[PYTHON] [For those who want to use TPU] I tried using the Tensorflow Object Detection API 2

Introduction

This is Ichi Lab from RHEMS Giken. (* Please note that the title TPU is an abbreviation for Tensor Processing Unit and does not mean thermoplastic polyurethane.)

The previous article is here. [For beginners] I tried using the Tensorflow Object Detection API

TensorFlow's Object Detection API (API) is very useful for creating AI for object detection. On the other hand, I think that there are many people who have the following problems.

This time, I would like to take this opportunity to leave a memorandum on how I was able to use Cloud TPU to the extent that I could afford to pay even at the individual level. Using the API the way in this article makes it possible to make GCP's Cloud TPU much cheaper than using it from start to finish.

We hope that it will be of some help to everyone.

Preface

Rough method

From the conclusion, I think the following is the best way to use the API with TPU at the lowest possible price.

  1. Learn with the free tier of Google Colaboratory
  2. If you want to learn while playing from the free tier, continue with GCP's VM and Cloud TPU (both preemptive)

Google Colaboratory has been introduced a lot in other articles, so I will omit the details, but

At the cost of getting a great and high-performance environment for free, you may not be able to use the GPU or TPU for a while if you overuse it.

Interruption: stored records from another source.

//! Environment-driven configuration, read once at startup.
//!
//! Keeps `std::env::var` calls in one place instead of scattering them across
//! the compiler and launch-engine modules.

/// Debug-dump categories recognised in `FUSION_EXECUTOR_DEBUG`.
#[derive(Debug, Clone, Copy, PartialEq, Eq, Hash)]
pub enum DebugDump {
    Source,
    BankConflict,
    Assembly,
    LaunchParams,
    KernelArgs,
    IndexType,
    Occupancy,
}

impl DebugDump {
    fn parse(token: &str) -> Option<Self> {
        match token.trim() {
            "source" => Some(DebugDump::Source),
            "bank_conflict" => Some(DebugDump::BankConflict),
            "assembly" => Some(DebugDump::Assembly),
            "launch_params" => Some(DebugDump::LaunchParams),
            "kernel_args" => Some(DebugDump::KernelArgs),
            "index_type" => Some(DebugDump::IndexType),
            "occupancy" => Some(DebugDump::Occupancy),
            _ => None,
        }
    }
}

/// Parsed configuration for the current process.
#[derive(Debug, Clone, Default)]
pub struct Config {
    /// Per-fusion-id external source override paths, indexed by fusion id.
    pub external_src: Vec<String>,
    pub debug_dumps: Vec<DebugDump>,
    /// Process-wide opt-in to the zero-init buffer pool for intermediates
    /// that don't themselves require reset-to-zero (SPEC_FULL §4.4).
    pub zero_pool_opt_in: bool,
}

impl Config {
    /// Reads `EXTERNAL_SRC`, `FUSION_EXECUTOR_DEBUG` and
    /// `FUSION_EXECUTOR_POOL_OPT_IN` from the process environment. Unknown
    /// debug tokens are ignored with a warning rather than failing -- this is
    /// a debugging aid, not a contract (SPEC_FULL §9).
    pub fn from_env() -> Self {
        let external_src = std::env::var("EXTERNAL_SRC")
            .map(|raw| raw.split(',').map(|s| s.to_string()).collect())
            .unwrap_or_default();

        let debug_dumps = std::env::var("FUSION_EXECUTOR_DEBUG")
            .map(|raw| {
                raw.split(',')
                    .filter_map(|tok| {
                        let parsed = DebugDump::parse(tok);
                        if parsed.is_none() && !tok.trim().is_empty() {
                            log::warn!("[Config] unrecognised debug dump token '{}'", tok);
                        }
                        parsed
                    })
                    .collect()
            })
            .unwrap_or_default();

        let zero_pool_opt_in = std::env::var("FUSION_EXECUTOR_POOL_OPT_IN")
            .map(|raw| matches!(raw.trim(), "1" | "true"))
            .unwrap_or(false);

        Config {
            external_src,
            debug_dumps,
            zero_pool_opt_in,
        }
    }

    /// The external-source override for the n-th fusion, if one was given and
    /// the path is non-empty. A missing or empty entry falls back to the
    /// generated source, with a warning (SPEC_FULL §6).
    pub fn external_src_for(&self, fusion_id: usize) -> Option<&str> {
        match self.external_src.get(fusion_id) {
            Some(path) if !path.is_empty() => Some(path.as_str()),
            Some(_) => {
                log::warn!(
                    "[Config] EXTERNAL_SRC entry for fusion {} is empty, using generated source",
                    fusion_id
                );
                None
            }
            None => None,
        }
    }

    pub fn dumps(&self, kind: DebugDump) -> bool {
        self.debug_dumps.contains(&kind)
    }
}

In such a case, if you can prepare a similar environment yourself, it will cost money, but you can save the time to wait until you can use it again.

There is also a nice service called Google Colaboratory Pro for $ 9.99 per month, but at the time of writing this article (2020/06) it is a service only in the United States. I will. (There is another article that I was able to register even from Japan, but there is a possibility of violating the rules, so at my own risk & I have not tried it)

Prerequisites

The explanation here is based on the following conditions.

Precautions (story of money)

The method introduced here always uses the service of GCP. And with either method, you will definitely be charged for the usage fee of Cloud Storage. For the first time, GCP has a $ 300 free tier, The free tier does not include the TPU usage fee, and there are some restrictions on the free tier of Cloud Storage, so be sure to check the contents yourself before proceeding. (Cloud ML has a free tier, but I haven't tried it)

Common preparation

In order to train using TPU, it must be stored in Cloud Storage.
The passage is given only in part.